TASK DIRECTIONS: Report every line in the listing that contains the string "computed".
== MATERIAL FOR THE TASK ==
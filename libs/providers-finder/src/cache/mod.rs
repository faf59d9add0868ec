//! External cache stores used to reuse resolutions across runs.
//!
//! A store is a keyed get-or-compute with expiry plus tag-based invalidation.
//! Implementations guarantee at most one in-flight computation per key: other
//! callers for the same key block and receive the computed value. Invalidation
//! of a key waits for its in-flight computation, so a tag can never miss an
//! entry that is being written.

use std::path::PathBuf;
use std::time::Duration;

use thiserror::Error;

use crate::error::FinderError;

mod file;
mod lock;
mod memory;

pub use file::FileCacheStore;
pub use lock::CacheLock;
pub use memory::MemoryCacheStore;

/// Payload kept by a store.
pub type CachedValue = serde_json::Value;

pub trait CacheStore: Send + Sync {
    /// Return the unexpired value for `key`, or run `compute`, store its
    /// result for `ttl` under `tags` and return it. Errors from `compute` are
    /// passed through and nothing is stored.
    ///
    /// `tags` are registered while the key is held, before `compute` runs.
    fn get_or_compute(
        &self,
        key: &str,
        tags: &[&str],
        ttl: Duration,
        compute: &mut dyn FnMut() -> Result<CachedValue, FinderError>,
    ) -> Result<CachedValue, FinderError>;

    /// Tag `key` so that invalidating any of `tags` drops it.
    fn register_invalidation(&self, tags: &[&str], key: &str) -> Result<(), CacheStoreError>;

    /// Drop every entry tagged with one of `tags`; returns how many were removed.
    /// Blocks while any of those entries is being computed.
    fn invalidate_tags(&self, tags: &[&str]) -> Result<usize, CacheStoreError>;
}

/// Infrastructure failures of a cache store.
#[derive(Debug, Error)]
pub enum CacheStoreError {
    #[error("I/O error on cache path {path:?}")]
    Io {
        path: PathBuf,
        #[source]
        source: std::io::Error,
    },
    #[error("failed to acquire cache lock {path:?}")]
    Lock {
        path: PathBuf,
        #[source]
        source: std::io::Error,
    },
    #[error("corrupt cache file {path:?}")]
    Corrupt {
        path: PathBuf,
        #[source]
        source: serde_json::Error,
    },
}

impl CacheStoreError {
    pub(crate) fn for_key(self, key: &str) -> FinderError {
        FinderError::CacheStore {
            key: key.to_string(),
            source: anyhow::Error::new(self),
        }
    }
}
//! Installed-module metadata sources.

use std::path::{Path, PathBuf};

use serde::Deserialize;

/// A module reported as installed by a metadata source.
#[derive(Debug, Clone, PartialEq, Eq)]
pub struct InstalledModule {
    pub name: String,
    pub install_path: Option<PathBuf>,
}

impl InstalledModule {
    pub fn new(name: impl Into<String>) -> Self {
        Self {
            name: name.into(),
            install_path: None,
        }
    }

    pub fn with_install_path(mut self, path: impl Into<PathBuf>) -> Self {
        self.install_path = Some(path.into());
        self
    }
}

/// Modules reported by one metadata origin (e.g. one nested install tree).
#[derive(Debug, Clone, Default)]
pub struct InstalledSet {
    pub origin: String,
    pub modules: Vec<InstalledModule>,
}

/// Enumerates installed modules, grouped by origin.
///
/// Sources never fail: an unreadable origin contributes nothing.
pub trait MetadataSource: Send + Sync {
    fn installed_sets(&self) -> Vec<InstalledSet>;
}

/// Metadata held in memory, for embedding applications and tests.
#[derive(Debug, Clone, Default)]
pub struct StaticMetadata {
    sets: Vec<InstalledSet>,
}

impl StaticMetadata {
    pub fn new() -> Self {
        Self::default()
    }

    pub fn with_set(mut self, origin: impl Into<String>, modules: Vec<InstalledModule>) -> Self {
        self.sets.push(InstalledSet {
            origin: origin.into(),
            modules,
        });
        self
    }
}

impl MetadataSource for StaticMetadata {
    fn installed_sets(&self) -> Vec<InstalledSet> {
        self.sets.clone()
    }
}

#[derive(Debug, Deserialize)]
struct InstalledFile {
    #[serde(default)]
    packages: Vec<InstalledPackage>,
}

#[derive(Debug, Deserialize)]
struct InstalledPackage {
    name: String,
    #[serde(default)]
    install_path: Option<PathBuf>,
}

/// Reads `installed.json`-style files:
///
/// ```json
/// { "packages": [ { "name": "model/core", "install_path": "../model/core" } ] }
/// ```
///
/// Relative install paths are resolved against the directory holding the file.
#[derive(Debug, Clone, Default)]
pub struct InstalledJsonFiles {
    files: Vec<PathBuf>,
}

impl InstalledJsonFiles {
    pub fn new(files: impl IntoIterator<Item = PathBuf>) -> Self {
        Self {
            files: files.into_iter().collect(),
        }
    }

    fn read_set(path: &Path) -> Option<InstalledSet> {
        let raw = match std::fs::read_to_string(path) {
            Ok(raw) => raw,
            Err(e) => {
                tracing::warn!(file = %path.display(), error = %e, "Skipping unreadable module metadata");
                return None;
            }
        };
        let parsed: InstalledFile = match serde_json::from_str(&raw) {
            Ok(parsed) => parsed,
            Err(e) => {
                tracing::warn!(file = %path.display(), error = %e, "Skipping malformed module metadata");
                return None;
            }
        };

        let base = path.parent().unwrap_or_else(|| Path::new("."));
        let modules = parsed
            .packages
            .into_iter()
            .map(|p| InstalledModule {
                name: p.name,
                install_path: p.install_path.map(|ip| {
                    if ip.is_absolute() {
                        ip
                    } else {
                        base.join(ip)
                    }
                }),
            })
            .collect();

        Some(InstalledSet {
            origin: path.display().to_string(),
            modules,
        })
    }
}

impl MetadataSource for InstalledJsonFiles {
    fn installed_sets(&self) -> Vec<InstalledSet> {
        self.files
            .iter()
            .filter_map(|f| Self::read_set(f))
            .collect()
    }
}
===
SOLVED PROBLEM:
//! callers for the same key block and receive the computed value. Invalidation
    /// Blocks while any of those entries is being computed.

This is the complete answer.